Enjoy this dairy-free, plant-based super delicious lunch or dinner recipe.

The Recipe


Peanut Slaw Bowl

Makes: 4-5 servings

Prep Time: 10 minutes

Cook Time: 5-10 minutes


2 cloves garlic, minced

½  cup shredded carrots

1 bag of broccoli slaw (kale or cabbage slaw works too) 340 grams

2 tablespoons avocado oil

1 cup frozen edamame

1 (15-19oz.) can chickpeas (or 2 cups cooked chickpeas)

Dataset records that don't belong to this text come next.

use rand::SeedableRng;
use rand_chacha::ChaCha8Rng;
use std::sync::Mutex;
use std::time::Duration;
use v_password_generator::common::clipboard::ClipboardWriter;
use v_password_generator::common::error::ClipboardError;
use v_password_generator::common::generator::PasswordOptions;
use v_password_generator::common::session::{
    CopyIndicator, CopyOutcome, PasswordSession, PasswordState, ResetPolicy,
};

#[derive(Default)]
struct RecordingClipboard {
    writes: Mutex<Vec<String>>,
}

impl RecordingClipboard {
    fn writes(&self) -> Vec<String> {
        self.writes.lock().unwrap().clone()
    }
}

impl ClipboardWriter for RecordingClipboard {
    async fn write_text(&self, text: &str) -> Result<(), ClipboardError> {
        self.writes.lock().unwrap().push(text.to_owned());
        Ok(())
    }
}

struct BrokenClipboard;

impl ClipboardWriter for BrokenClipboard {
    async fn write_text(&self, _text: &str) -> Result<(), ClipboardError> {
        Err(ClipboardError::Unavailable("no display".to_string()))
    }
}

fn mounted_session(policy: ResetPolicy) -> PasswordSession<ChaCha8Rng> {
    let mut session = PasswordSession::with_rng(
        PasswordOptions::default(),
        CopyIndicator::new(Duration::from_millis(2000), policy),
        ChaCha8Rng::seed_from_u64(2024),
    );
    session.mount();
    session
}

#[tokio::test(start_paused = true)]
async fn copy_writes_exact_password_and_flags_for_two_seconds() {
    let mut session = mounted_session(ResetPolicy::Independent);
    let clipboard = RecordingClipboard::default();

    assert!(!session.is_copied());
    let outcome = session.copy_password("aB3$kZ9!", &clipboard).await;
    assert_eq!(outcome, CopyOutcome::Copied);
    assert!(session.is_copied());
    assert_eq!(clipboard.writes(), vec!["aB3$kZ9!".to_string()]);

    tokio::time::sleep(Duration::from_millis(1990)).await;
    assert!(session.is_copied());

    tokio::time::sleep(Duration::from_millis(20)).await;
    assert!(!session.is_copied());
}

#[tokio::test(start_paused = true)]
async fn failed_copy_changes_nothing() {
    let mut session = mounted_session(ResetPolicy::Independent);
    let before = session.password().unwrap().to_owned();

    let outcome = session.copy_current_password(&BrokenClipboard).await;
    assert_eq!(outcome, CopyOutcome::Failed);
    assert!(!session.is_copied());
    assert_eq!(session.password().unwrap(), before);
}

#[tokio::test(start_paused = true)]
async fn copy_before_mount_fails() {
    let mut session = PasswordSession::with_rng(
        PasswordOptions::default(),
        CopyIndicator::default(),
        ChaCha8Rng::seed_from_u64(1),
    );
    let clipboard = RecordingClipboard::default();

    assert_eq!(session.state(), &PasswordState::Idle);
    assert_eq!(
        session.copy_current_password(&clipboard).await,
        CopyOutcome::Failed
    );
    assert!(clipboard.writes().is_empty());
}

#[tokio::test(start_paused = true)]
async fn rapid_copies_keep_the_first_reset() {
    let mut session = mounted_session(ResetPolicy::Independent);
    let clipboard = RecordingClipboard::default();

    session.copy_current_password(&clipboard).await;
    tokio::time::sleep(Duration::from_millis(1000)).await;
    session.copy_current_password(&clipboard).await;

    //The reset scheduled by the first copy still fires at 2000ms
    tokio::time::sleep(Duration::from_millis(1010)).await;
    assert!(!session.is_copied());
    assert_eq!(clipboard.writes().len(), 2);
}

#[tokio::test(start_paused = true)]
async fn restart_policy_keeps_flag_until_last_window_ends() {
    let mut session = mounted_session(ResetPolicy::Restart);
    let clipboard = RecordingClipboard::default();

    session.copy_current_password(&clipboard).await;
    tokio::time::sleep(Duration::from_millis(1000)).await;
    session.copy_current_password(&clipboard).await;

    tokio::time::sleep(Duration::from_millis(1010)).await;
    assert!(session.is_copied());

    tokio::time::sleep(Duration::from_millis(1000)).await;
    assert!(!session.is_copied());
}

#[tokio::test(start_paused = true)]
async fn copy_follows_regenerated_password() {
    let mut session = mounted_session(ResetPolicy::Independent);
    let clipboard = RecordingClipboard::default();

    session.set_length(16);
    session.toggle_symbols();
    let current = session.password().unwrap().to_owned();
    assert_eq!(current.len(), 16);

    session.copy_current_password(&clipboard).await;
    assert_eq!(clipboard.writes(), vec![current]);
}
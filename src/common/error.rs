use std::path::PathBuf;

use thiserror::Error;

#[derive(Debug, Error)]
pub enum ClipboardError {
    #[error("Clipboard unavailable: {0}")]
    Unavailable(String),

    #[error("Failed to write clipboard: {0}")]
    Write(String),

    #[error("Clipboard task did not finish: {0}")]
    Task(String),
}

#[derive(Debug, Error)]
pub enum ConfigError {
    #[error("Failed to read config file {path}: {source}")]
    Read {
        path: PathBuf,
        source: std::io::Error,
    },

    #[error("Invalid config TOML in {path}: {source}")]
    Parse {
        path: PathBuf,
        source: toml::de::Error,
    },

    #[error("Failed to serialize config: {0}")]
    Serialize(#[from] toml::ser::Error),

    #[error("Failed to write config file {path}: {source}")]
    Write {
        path: PathBuf,
        source: std::io::Error,
    },

    #[error("Password length {0} is outside the allowed range 6..=32")]
    LengthOutOfRange(usize),
}

#[derive(Debug, Error, PartialEq, Eq)]
pub enum CommandError {
    #[error("Empty command")]
    Empty,

    #[error("Unknown command '{0}', type 'help' to list commands")]
    Unknown(String),

    #[error("'length' needs a number, e.g. length 12")]
    MissingLength,

    #[error("'{0}' is not a number")]
    InvalidLength(String),

    #[error("Length must be between 6 and 32, got {0}")]
    LengthOutOfRange(usize),
}
pub mod clipboard;
pub mod error;
pub mod generator;
pub mod helper;
pub mod session;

1 cup shredded red cabbage

1/3 cup chopped peanuts

optional – dash of fresh lime juice or top with chopped cilantro

Curried Peanut Sauce

1 tablespoon avocado oil

2 cloves garlic, minced

2 teaspoons fresh grated ginger

1 ½ tablespoons curry powder

3/4  cup water, plus extra as needed

1/3 cup creamy peanut butter

3 tablespoons rice vinegar

2 tablespoons soy sauce

1 tablespoon organic coconut sugar


1.     Make Peanut sauce. In a medium saucepan add oil over medium heat until shimmering. Stir in garlic, ginger, and curry powder and cook until fragrant (30 seconds-1 minute). Stir in water, peanut butter, vinegar, soy sauce, and sugar and bring to simmer. Cook, stirring occasionally until slightly thickened and flavours blend (2 minutes). Adjust consistency as needed with additional water.

2.     In a large frying pan over medium heat add oil and garlic cook for 30 seconds, pour in broccoli slaw, carrots, edamame, chickpeas and cabbage. Cook 4-5 minutes until cabbage softens.

3.  Drizzle with peanut sauce, sprinkle with peanuts and garnish with cilantro or lime wedges.

I love to prep this meal on Sunday’s while I am making dinner so my husband and I have easy lunches for the week. Individually portion for quick grab and go healthy meals that can save you time and money.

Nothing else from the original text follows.